= Douglas Oldenburg =

American pastor (1935–2020)

Douglas W. Oldenburg (February 22, 1935 to July 21, 2020) was a Christian pastor and President Emeritus at Columbia Theological Seminary in the US. He served as the moderator of the 210th General Assembly of the Presbyterian Church (USA) in 1998.

== Early life and education ==
Douglas Oldenburg was born on February 22, 1935, in Muskegon, Michigan and grew up in Signal Mountain, Tennessee and Charlotte, North Carolina. His parents were Frederika Nordoff and Theodore Oldenburg; his father had immigrated from Amsterdam as a small child.

He attended college at Davidson College, where he earned a B.S. in 1956. In 1960, he continued to Union Theological Seminary in Virginia where he received a B.D. in 1960, and went on to study at Yale Divinity School where he earned his S.T.M. in 1961.

He was also awarded four honorary Doctorate of Divinity degrees (Rhodes College, Budapest Reformed Theological Academy, St. Andrews Presbyterian College, and Davis and Elkins College) and two honorary Doctor of Humane Letters (Hastings College and Davidson College).

== Career ==
During his time at Davidson College, he was an officer in the ROTC, a Lieutenant in the US Army and served as part of the Chaplaincy as a Captain in the Army Reserve.

Following his graduation from Union Theological Seminary in Virginia, he served as pastor at Covenant Presbyterian Church in Lynchburg, Virginia.

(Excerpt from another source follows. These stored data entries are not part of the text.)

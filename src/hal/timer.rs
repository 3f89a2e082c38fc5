use avr_device::atmega128a::TC0;
use embedded_hal::blocking::delay::DelayMs;

use crate::config::CPU_FREQ_HZ;

/// Timer0 clock select values (ATmega128 Timer0 has the extra /32 and /128 taps)
#[derive(Clone, Copy)]
#[repr(u8)]
pub enum Prescaler {
    Stop = 0,
    Direct = 1,
    Div8 = 2,
    Div32 = 3,
    Div64 = 4,
    Div128 = 5,
    Div256 = 6,
    Div1024 = 7,
}

const PRESCALER_MASK: u8 = 0x07;

// 16MHz/64 = 250kHz, 250 counts = 1ms
const COUNTS_PER_MS: u8 = (CPU_FREQ_HZ / 64 / 1000) as u8;

/// Busy-wait millisecond delay on Timer0 in normal mode.
pub struct Delay {
    _timer: TC0,
}

impl Delay {
    pub fn new(timer: TC0) -> Self {
        // Normal mode, stopped
        timer.tccr0().write(|w| unsafe { w.bits(0) });
        timer.tcnt0().write(|w| unsafe { w.bits(0) });
        Self { _timer: timer }
    }

    fn regs(&self) -> &avr_device::atmega128a::tc0::RegisterBlock {
        unsafe { &*TC0::ptr() }
    }

    fn start(&mut self, prescaler: Prescaler) {
        self.regs().tccr0().modify(|r, w| unsafe {
            w.bits((r.bits() & !PRESCALER_MASK) | (prescaler as u8 & PRESCALER_MASK))
        });
    }

    fn stop(&mut self) {
        self.regs()
            .tccr0()
            .modify(|r, w| unsafe { w.bits(r.bits() & !PRESCALER_MASK) });
    }
}

impl DelayMs<u16> for Delay {
    fn delay_ms(&mut self, ms: u16) {
        self.regs().tcnt0().write(|w| unsafe { w.bits(0) });
        self.start(Prescaler::Div64);

        for _ in 0..ms {
            while self.regs().tcnt0().read().bits() < COUNTS_PER_MS {}
            self.regs().tcnt0().write(|w| unsafe { w.bits(0) });
        }

        self.stop();
    }
}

After seven years he served as a pastor at Davis Memorial Church in Elkins, West Virginia. He then served as pastor in the city where he grew up, Charlotte, North Carolina.

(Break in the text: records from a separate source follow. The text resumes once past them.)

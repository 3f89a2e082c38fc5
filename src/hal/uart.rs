use avr_device::atmega128a::{USART0, USART1};
use core::convert::Infallible;
use embedded_hal::serial;

use crate::config::{CPU_FREQ_HZ, UART_BAUD};

// Baud rate calculation (16MHz clock, 9600 baud -> 103)
const UBRR: u16 = (CPU_FREQ_HZ / (16 * UART_BAUD) - 1) as u16;

const UDRE: u8 = 1 << 5;
const TXEN: u8 = 1 << 3;
// 8 data bits, no parity, 1 stop bit
const UCSZ_8BIT: u8 = (1 << 2) | (1 << 1);

/// Polled transmitter. Interrupts stay disabled on this firmware, so there
/// is no ring buffer; `write` reports `WouldBlock` while the data register is
/// still full.
pub struct Uart<USART> {
    usart: USART,
}

macro_rules! impl_uart {
    ($USART:ident, $udr:ident, $ucsra:ident, $ucsrb:ident, $ucsrc:ident, $ubrrh:ident, $ubrrl:ident) => {
        impl Uart<$USART> {
            pub fn new(usart: $USART) -> Self {
                let [low, high] = UBRR.to_le_bytes();
                unsafe {
                    usart.$ubrrh().write(|w| w.bits(high));
                    usart.$ubrrl().write(|w| w.bits(low));
                    usart.$ucsrc().write(|w| w.bits(UCSZ_8BIT));
                    usart.$ucsrb().write(|w| w.bits(TXEN));
                }
                Self { usart }
            }

            fn data_register_empty(&self) -> bool {
                self.usart.$ucsra().read().bits() & UDRE != 0
            }
        }

        impl serial::Write<u8> for Uart<$USART> {
            type Error = Infallible;

            fn write(&mut self, word: u8) -> nb::Result<(), Infallible> {
                if !self.data_register_empty() {
                    return Err(nb::Error::WouldBlock);
                }
                unsafe {
                    self.usart.$udr().write(|w| w.bits(word));
                }
                Ok(())
            }

            fn flush(&mut self) -> nb::Result<(), Infallible> {
                if self.data_register_empty() {
                    Ok(())
                } else {
                    Err(nb::Error::WouldBlock)
                }
            }
        }
    };
}

impl_uart!(USART0, udr0, ucsr0a, ucsr0b, ucsr0c, ubrr0h, ubrr0l);
impl_uart!(USART1, udr1, ucsr1a, ucsr1b, ucsr1c, ubrr1h, ubrr1l);
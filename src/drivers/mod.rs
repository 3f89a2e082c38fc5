pub mod button_handler;
pub mod dds;
pub mod display;
pub mod serial_console;

pub use button_handler::{Button, ButtonHandler, ButtonState, KeySample};
pub use dds::{DdsInterface, ParallelPort};
pub use display::{ConsoleDisplay, DisplaySink};
pub use serial_console::SerialConsole;
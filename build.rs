use std::env;

fn main() {
    println!("cargo:rerun-if-changed=build.rs");

    let target = env::var("TARGET").unwrap_or_default();

    // Host builds only carry the portable control logic and its tests
    if !target.contains("avr") {
        return;
    }

    // Configure for ATmega128
    println!("cargo:rustc-link-arg=-mmcu=atmega128a");

    // Pass CPU frequency for timing calculations
    println!("cargo:rustc-env=MCU_FREQ_HZ=16000000");

    // Debug builds log every retune on the serial console
    if env::var("PROFILE").map(|p| p == "debug").unwrap_or(false) {
        println!("cargo:rustc-cfg=feature=\"debug\"");
    }

    println!("cargo:warning=Building DDS firmware for ATmega128 at 16MHz");
}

Oldenburg also served on local committees in several communities. In Lynchburg, Virginia he helped to organize the Kum Ba Ya House ministry for disadvantaged children. In Elkins, West Virginia he led a successful vote on a bond levy to raise teacher salaries. In Charlotte, North Carolina he was on the Board of United Community Services and was a co-founder and board member of Crisis Assistance Ministry. He received the Martin Luther King, Jr. award and The Order of the Hornet of Mecklenburg County. In Atlanta, Georgia he served on the board of Global Health Action and the University Center of Georgia and worked to co-ordinate relationships between the presidents of all the seminaries of the Presbyterian Church (USA).

After serving a total of 26 years as pastor, he then became the seventh president of Columbia Theological Seminary in 1987, which he held until his retirement in 2000.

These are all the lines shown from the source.